We are currently considering sales or other dispositions of
certain of our assets, and any such disposition could be
significant and could significantly affect the results of
operations of one or more of our business segments. In the
current economic environment, asset sales may occur on less
favorable terms than terms that might be available at other
times in the business cycle. At any given time, discussions with
one or more potential buyers may be at different stages.
However, any such discussions may or may not result in the
consummation of an asset sale. We may not be able to identify
buyers with access to financing or complete any sales on
acceptable terms.
Our
contracts are generally short term, and we will experience
reduced profitability if our customers reduce activity levels or
terminate or seek to renegotiate our drilling or liftboat
contracts or if we experience downtime, operational
difficulties, or safety-related issues.
Currently, all of our drilling contracts with major customers
are dayrate contracts, where we charge a fixed charge per day
regardless of the number of days needed to drill the well.

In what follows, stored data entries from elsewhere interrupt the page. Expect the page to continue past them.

//! Configuration file handling
//!
//! Settings live in `<config dir>/certqr/config.toml`. Every field has a default, so a
//! missing file (or a partial one) is valid. A few values can be overridden from the
//! environment, which `main` populates from `.env` via dotenvy.

use std::fs;
use std::path::{Path, PathBuf};

use anyhow::{Context, Result};
use serde::{Deserialize, Serialize};

use crate::certificate::QrEndpoint;
use crate::certificate::qr::{DEFAULT_QR_ENDPOINT, DEFAULT_QR_SIZE};
use crate::export::PdfLayout;

pub const ENV_SPREADSHEET_ID: &str = "CERTQR_SPREADSHEET_ID";
pub const ENV_SHEET: &str = "CERTQR_SHEET";
pub const DEFAULT_TOKEN_ENV: &str = "CERTQR_ACCESS_TOKEN";

#[derive(Debug, Clone, Default, PartialEq, Serialize, Deserialize)]
#[serde(default)]
pub struct Config {
    pub qr: QrConfig,
    pub google: GoogleConfig,
    pub export: PdfLayout,
    pub storage: StorageConfig,
}

/// QR rendering service
#[derive(Debug, Clone, PartialEq, Serialize, Deserialize)]
#[serde(default)]
pub struct QrConfig {
    pub endpoint: String,
    /// Image edge in pixels
    pub size: u32,
}

impl Default for QrConfig {
    fn default() -> Self {
        Self {
            endpoint: DEFAULT_QR_ENDPOINT.to_string(),
            size: DEFAULT_QR_SIZE,
        }
    }
}

impl QrConfig {
    pub fn endpoint(&self) -> QrEndpoint {
        QrEndpoint::new(self.endpoint.clone(), self.size)
    }
}

/// Google spreadsheet, credential and API roots
#[derive(Debug, Clone, PartialEq, Serialize, Deserialize)]
#[serde(default)]
pub struct GoogleConfig {
    pub spreadsheet_id: Option<String>,
    /// Sheet title; the first sheet when unset
    pub sheet: Option<String>,
    /// Environment variable holding the OAuth access token
    pub token_env: String,
    pub sheets_api: String,
    pub drive_api: String,
    pub drive_upload_api: String,
    pub docs_base: String,
}

impl Default for GoogleConfig {
    fn default() -> Self {
        Self {
            spreadsheet_id: None,
            sheet: None,
            token_env: DEFAULT_TOKEN_ENV.to_string(),
            sheets_api: "https://sheets.googleapis.com/v4".to_string(),
            drive_api: "https://www.googleapis.com/drive/v3".to_string(),
            drive_upload_api: "https://www.googleapis.com/upload/drive/v3".to_string(),
            docs_base: "https://docs.google.com/spreadsheets/d".to_string(),
        }
    }
}

#[derive(Debug, Clone, Copy, Default, PartialEq, Eq, Serialize, Deserialize, clap::ValueEnum)]
#[serde(rename_all = "lowercase")]
pub enum StorageTarget {
    /// Root folder of the user's Google Drive
    #[default]
    Drive,
    /// A folder on the local disk
    Local,
}

#[derive(Debug, Clone, Default, PartialEq, Serialize, Deserialize)]
#[serde(default)]
pub struct StorageConfig {
    pub target: StorageTarget,
    /// Folder for local storage; the documents directory when unset
    pub folder: Option<PathBuf>,
}

impl StorageConfig {
    pub fn local_folder(&self) -> Result<PathBuf> {
        match &self.folder {
            Some(folder) => Ok(folder.clone()),
            None => dirs::document_dir()
                .or_else(dirs::home_dir)
                .context("Could not determine a default folder for exported files"),
        }
    }
}

/// Default location of the config file
pub fn default_config_path() -> Result<PathBuf> {
    let dir = dirs::config_dir().context("Could not determine the user config directory")?;
    Ok(dir.join("certqr").join("config.toml"))
}

impl Config {
    /// Load from `path` (or the default location) and apply environment overrides.
    /// A missing file yields the defaults.
    pub fn load(path: Option<&Path>) -> Result<(Self, PathBuf)> {
        let path = match path {
            Some(p) => p.to_path_buf(),
            None => default_config_path()?,
        };

        let mut config = if path.exists() {
            let content = fs::read_to_string(&path)
                .with_context(|| format!("Failed to read config file: {}", path.display()))?;
            Self::parse(&content)
                .with_context(|| format!("Invalid config file: {}", path.display()))?
        } else {
            log::debug!("No config file at {}, using defaults", path.display());
            Self::default()
        };

        config.apply_overrides(|key| std::env::var(key).ok());
        Ok((config, path))
    }

    pub fn parse(content: &str) -> Result<Self> {
        toml::from_str(content).context("Failed to parse TOML")
    }

    pub fn to_toml(&self) -> Result<String> {
        toml::to_string_pretty(self).context("Failed to serialize config")
    }

    /// Apply overrides from a variable lookup (the process environment in practice)
    pub fn apply_overrides(&mut self, lookup: impl Fn(&str) -> Option<String>) {
        if let Some(id) = lookup(ENV_SPREADSHEET_ID).filter(|v| !v.trim().is_empty()) {
            self.google.spreadsheet_id = Some(id.trim().to_string());
        }
        if let Some(sheet) = lookup(ENV_SHEET).filter(|v| !v.trim().is_empty()) {
            self.google.sheet = Some(sheet);
        }
    }

    /// Write the default configuration to `path`, refusing to overwrite an existing file
    pub fn write_default(path: &Path) -> Result<()> {
        if path.exists() {
            anyhow::bail!("Config file already exists: {}", path.display());
        }
        if let Some(parent) = path.parent() {
            fs::create_dir_all(parent)
                .with_context(|| format!("Failed to create directory: {}", parent.display()))?;
        }
        fs::write(path, Self::default().to_toml()?)
            .with_context(|| format!("Failed to write config file: {}", path.display()))?;
        Ok(())
    }
}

Likewise, under our current liftboat contracts, we charge a
fixed fee per day regardless of the success of the operations
that are being conducted by our customer utilizing our liftboat.
During depressed market conditions, a customer may no longer
need a rig or liftboat that is currently under contract or may
be able to obtain a comparable rig or liftboat at a lower daily
rate. As a result, customers may seek to renegotiate the terms
of their existing drilling contracts or avoid their obligations
under those contracts. In addition, our customers may have the
right to terminate, or may seek to renegotiate, existing
contracts if we experience downtime, operational problems above
the contractual limit or safety-related issues, if the rig or
liftboat is a total loss, if the rig or liftboat is not
delivered to the customer within the period specified in the
contract or in other specified circumstances, which include
events beyond the control of either party.

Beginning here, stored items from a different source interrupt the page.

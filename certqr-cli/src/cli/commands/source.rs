//! Resolving the sheet a command works on

use anyhow::{Context, Result};

use crate::api::{Endpoints, GoogleClient};
use crate::auth::resolve_access_token;
use crate::cli::SourceArgs;
use crate::config::Config;
use crate::sheet::xlsx::default_output_path;
use crate::sheet::{GoogleSheet, XlsxSheet};

/// The backend selected on the command line
pub enum OpenedSheet {
    Google(GoogleSheet),
    Xlsx(XlsxSheet),
}

impl OpenedSheet {
    pub fn describe(&self) -> String {
        match self {
            OpenedSheet::Google(sheet) => format!("spreadsheet {}", sheet.spreadsheet_id()),
            OpenedSheet::Xlsx(sheet) => sheet.output_path().display().to_string(),
        }
    }
}

/// Open a local workbook when `--xlsx` is given, the Google sheet otherwise
pub async fn open_sheet(args: &SourceArgs, config: &Config) -> Result<OpenedSheet> {
    if let Some(path) = &args.xlsx {
        if !path.exists() {
            anyhow::bail!("Excel file does not exist: {}", path.display());
        }
        let output = if args.in_place {
            path.clone()
        } else {
            args.output
                .clone()
                .unwrap_or_else(|| default_output_path(path))
        };
        let sheet_name = args.sheet.as_deref().or(config.google.sheet.as_deref());
        let sheet = XlsxSheet::open(path, sheet_name, output)?;
        return Ok(OpenedSheet::Xlsx(sheet));
    }

    let sheet = open_google_sheet(args.spreadsheet.as_deref(), args.sheet.as_deref(), config).await?;
    Ok(OpenedSheet::Google(sheet))
}

/// Build an authenticated client for the configured Google endpoints
pub fn google_client(config: &Config) -> Result<GoogleClient> {
    let token = resolve_access_token(&config.google)?;
    GoogleClient::new(token, Endpoints::from(&config.google))
}

pub async fn open_google_sheet(
    spreadsheet: Option<&str>,
    sheet: Option<&str>,
    config: &Config,
) -> Result<GoogleSheet> {
    let spreadsheet_id = spreadsheet
        .map(spreadsheet_id_from)
        .or_else(|| config.google.spreadsheet_id.clone())
        .context(
            "No spreadsheet given. Pass --spreadsheet, set google.spreadsheet_id in the config \
             or CERTQR_SPREADSHEET_ID in the environment.",
        )?;
    let sheet_name = sheet.or(config.google.sheet.as_deref());

    let client = google_client(config)?;
    GoogleSheet::open(client, &spreadsheet_id, sheet_name).await
}

/// Accept either a bare spreadsheet ID or a full `docs.google.com/spreadsheets/d/<id>/...` URL
pub fn spreadsheet_id_from(input: &str) -> String {
    let input = input.trim();
    match input.split_once("/spreadsheets/d/") {
        Some((_, rest)) => rest
            .split(['/', '?', '#'])
            .next()
            .unwrap_or(rest)
            .to_string(),
        None => input.to_string(),
    }
}

#[cfg(test)]
mod tests {
    use super::*;

    #[test]
    fn test_bare_id() {
        assert_eq!(spreadsheet_id_from(" 1AbC-xyz_9 "), "1AbC-xyz_9");
    }

    #[test]
    fn test_full_url() {
        assert_eq!(
            spreadsheet_id_from("https://docs.google.com/spreadsheets/d/1AbC-xyz/edit#gid=0"),
            "1AbC-xyz"
        );
        assert_eq!(
            spreadsheet_id_from("https://docs.google.com/spreadsheets/d/1AbC?usp=sharing"),
            "1AbC"
        );
        assert_eq!(spreadsheet_id_from("docs.google.com/spreadsheets/d/XYZ"), "XYZ");
    }

    #[tokio::test]
    async fn test_missing_workbook_is_reported() {
        let args = SourceArgs {
            xlsx: Some("/nonexistent/students.xlsx".into()),
            ..Default::default()
        };
        let err = match open_sheet(&args, &Config::default()).await {
            Ok(_) => panic!("opening a missing workbook should fail"),
            Err(err) => err,
        };
        assert!(err.to_string().contains("does not exist"));
    }
}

In the U.S. Gulf of Mexico, contracts are generally short
term, and oil and natural gas companies tend to reduce activity
levels quickly in response to downward changes in oil and
natural gas prices. Due to the short-term nature of most of our
contracts, a decline in market conditions can quickly affect our
business if customers reduce their levels of operations.
Some of our contracts with our customers include terms allowing
them to terminate the contracts without cause, with little or no
prior notice and without penalty or early termination payments.
In addition, we could be required to pay penalties if some of
our contracts with our customers are terminated due to downtime,
operational problems or failure to deliver. Some of our other
contracts with customers may be cancelable at the option of the
customer upon payment of a penalty, which may not fully
compensate us for the loss of the contract. Early termination of
a contract may result in a rig or liftboat being idle for an
extended period of time. The likelihood that a customer may seek
to terminate a contract is increased during periods of market
weakness. If our customers cancel or require us to renegotiate
some of our significant contracts, if we are unable to secure
new contracts on substantially similar terms, especially those
contracts in our International Offshore segment, or if contracts
are suspended for an extended period of time, our revenue and
profitability would be materially reduced.
An
increase in supply of rigs or liftboats could adversely affect
our financial condition and results of operations.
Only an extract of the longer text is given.